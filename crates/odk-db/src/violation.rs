//! Constraint-violation classifier.
//!
//! Turns an opaque `sqlx::Error` into a structured [`StoreViolation`] by
//! inspecting the SQLSTATE and the *constraint name* reported by the
//! driver. Classification never pattern-matches the human-readable error
//! sentence; the only free text consulted is the driver's structured
//! `detail` field, and only to recover the offending key value for
//! display.

use sqlx::postgres::PgDatabaseError;

// Postgres SQLSTATE class 23 (integrity constraint violation).
const SQLSTATE_UNIQUE_VIOLATION: &str = "23505";
const SQLSTATE_FOREIGN_KEY_VIOLATION: &str = "23503";

/// Structured classification of a store-level constraint failure.
#[derive(Debug, Clone, PartialEq, Eq)]
pub enum StoreViolation {
    /// A unique or primary-key constraint was violated.
    /// `value` is the offending key value when the driver reports it,
    /// empty otherwise.
    Unique { field: &'static str, value: String },
    /// A foreign-key constraint was violated; `field` names the
    /// referenced entity (customer, product, order, supplier).
    ForeignKey { field: &'static str },
    /// Anything the tables below do not recognize. The raw error stays
    /// with the caller for logging; it is never shown verbatim to an
    /// end user.
    Other,
}

/// Map a unique/primary-key constraint name to the user-facing field.
fn unique_field(constraint: &str) -> Option<&'static str> {
    match constraint {
        "product_pkey" => Some("sku"),
        "product_ean_key" => Some("ean"),
        "supplier_pkey" => Some("tin"),
        "customer_pkey" => Some("cust_no"),
        "customer_email_key" => Some("email"),
        "orders_pkey" => Some("order_no"),
        "pay_pkey" => Some("order_no"),
        "contains_pkey" => Some("order_no"),
        _ => None,
    }
}

/// Map a foreign-key constraint name to the referenced entity.
fn foreign_key_field(constraint: &str) -> Option<&'static str> {
    match constraint {
        "orders_cust_no_fkey" | "pay_cust_no_fkey" => Some("customer"),
        "contains_sku_fkey" | "supplier_sku_fkey" => Some("product"),
        "pay_order_no_fkey" | "contains_order_no_fkey" | "process_order_no_fkey" => Some("order"),
        "delivery_tin_fkey" => Some("supplier"),
        _ => None,
    }
}

/// Pull the offending key value out of the driver's structured detail,
/// e.g. `Key (sku)=(ABC-1) already exists.` -> `ABC-1`.
fn key_value_from_detail(detail: &str) -> Option<String> {
    let start = detail.find(")=(")? + 3;
    let end = start + detail[start..].find(')')?;
    Some(detail[start..end].to_string())
}

/// Classification core, pure over the pieces the driver reports.
/// Split out so it unit-tests without fabricating a live driver error.
fn classify_parts(
    code: Option<&str>,
    constraint: Option<&str>,
    detail: Option<&str>,
) -> StoreViolation {
    let constraint = match constraint {
        Some(c) => c,
        None => return StoreViolation::Other,
    };

    match code {
        Some(SQLSTATE_UNIQUE_VIOLATION) => match unique_field(constraint) {
            Some(field) => StoreViolation::Unique {
                field,
                value: detail.and_then(key_value_from_detail).unwrap_or_default(),
            },
            None => StoreViolation::Other,
        },
        Some(SQLSTATE_FOREIGN_KEY_VIOLATION) => match foreign_key_field(constraint) {
            Some(field) => StoreViolation::ForeignKey { field },
            None => StoreViolation::Other,
        },
        _ => StoreViolation::Other,
    }
}

/// Classify a store error raised by sqlx.
///
/// Non-database errors (pool timeouts, decode failures, ...) are `Other`;
/// callers log them with full detail and surface a generic category.
pub fn classify(err: &sqlx::Error) -> StoreViolation {
    match err {
        sqlx::Error::Database(db_err) => classify_parts(
            db_err.code().as_deref(),
            db_err.constraint(),
            db_err
                .try_downcast_ref::<PgDatabaseError>()
                .and_then(|pg| pg.detail()),
        ),
        _ => StoreViolation::Other,
    }
}

#[cfg(test)]
mod tests {
    use super::*;

    #[test]
    fn unique_sku_with_detail_value() {
        let v = classify_parts(
            Some("23505"),
            Some("product_pkey"),
            Some("Key (sku)=(ABC-1) already exists."),
        );
        assert_eq!(
            v,
            StoreViolation::Unique { field: "sku", value: "ABC-1".into() }
        );
    }

    #[test]
    fn unique_ean_and_email_and_tin() {
        for (constraint, field) in [
            ("product_ean_key", "ean"),
            ("customer_email_key", "email"),
            ("supplier_pkey", "tin"),
        ] {
            let v = classify_parts(Some("23505"), Some(constraint), None);
            assert_eq!(
                v,
                StoreViolation::Unique { field, value: String::new() }
            );
        }
    }

    #[test]
    fn pay_pkey_maps_to_order_no() {
        let v = classify_parts(
            Some("23505"),
            Some("pay_pkey"),
            Some("Key (order_no)=(7) already exists."),
        );
        assert_eq!(
            v,
            StoreViolation::Unique { field: "order_no", value: "7".into() }
        );
    }

    #[test]
    fn foreign_keys_map_to_referenced_entity() {
        for (constraint, field) in [
            ("orders_cust_no_fkey", "customer"),
            ("pay_cust_no_fkey", "customer"),
            ("contains_sku_fkey", "product"),
            ("supplier_sku_fkey", "product"),
            ("pay_order_no_fkey", "order"),
            ("process_order_no_fkey", "order"),
            ("delivery_tin_fkey", "supplier"),
        ] {
            let v = classify_parts(Some("23503"), Some(constraint), None);
            assert_eq!(v, StoreViolation::ForeignKey { field });
        }
    }

    #[test]
    fn unknown_constraint_falls_through_to_other() {
        assert_eq!(
            classify_parts(Some("23505"), Some("somebody_elses_key"), None),
            StoreViolation::Other
        );
        assert_eq!(
            classify_parts(Some("23503"), Some("mystery_fkey"), None),
            StoreViolation::Other
        );
    }

    #[test]
    fn non_constraint_sqlstate_is_other() {
        // Serialization failure: not a constraint violation even though a
        // constraint name could in principle be attached.
        assert_eq!(
            classify_parts(Some("40001"), Some("orders_pkey"), None),
            StoreViolation::Other
        );
        assert_eq!(classify_parts(None, None, None), StoreViolation::Other);
    }

    #[test]
    fn detail_without_key_shape_yields_empty_value() {
        let v = classify_parts(Some("23505"), Some("orders_pkey"), Some("no key here"));
        assert_eq!(
            v,
            StoreViolation::Unique { field: "order_no", value: String::new() }
        );
    }
}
----
Start at the first line of the entries above. Set down each line exactly through the one with "const SQLSTATE_UNIQUE_VIOLATION: &str", and stop there.

filename crates/odk-db/src/violation.rs
//! Constraint-violation classifier.
//!
//! Turns an opaque `sqlx::Error` into a structured [`StoreViolation`] by
//! inspecting the SQLSTATE and the *constraint name* reported by the
//! driver. Classification never pattern-matches the human-readable error
//! sentence; the only free text consulted is the driver's structured
//! `detail` field, and only to recover the offending key value for
//! display.

use sqlx::postgres::PgDatabaseError;

// Postgres SQLSTATE class 23 (integrity constraint violation).
const SQLSTATE_UNIQUE_VIOLATION: &str = "23505";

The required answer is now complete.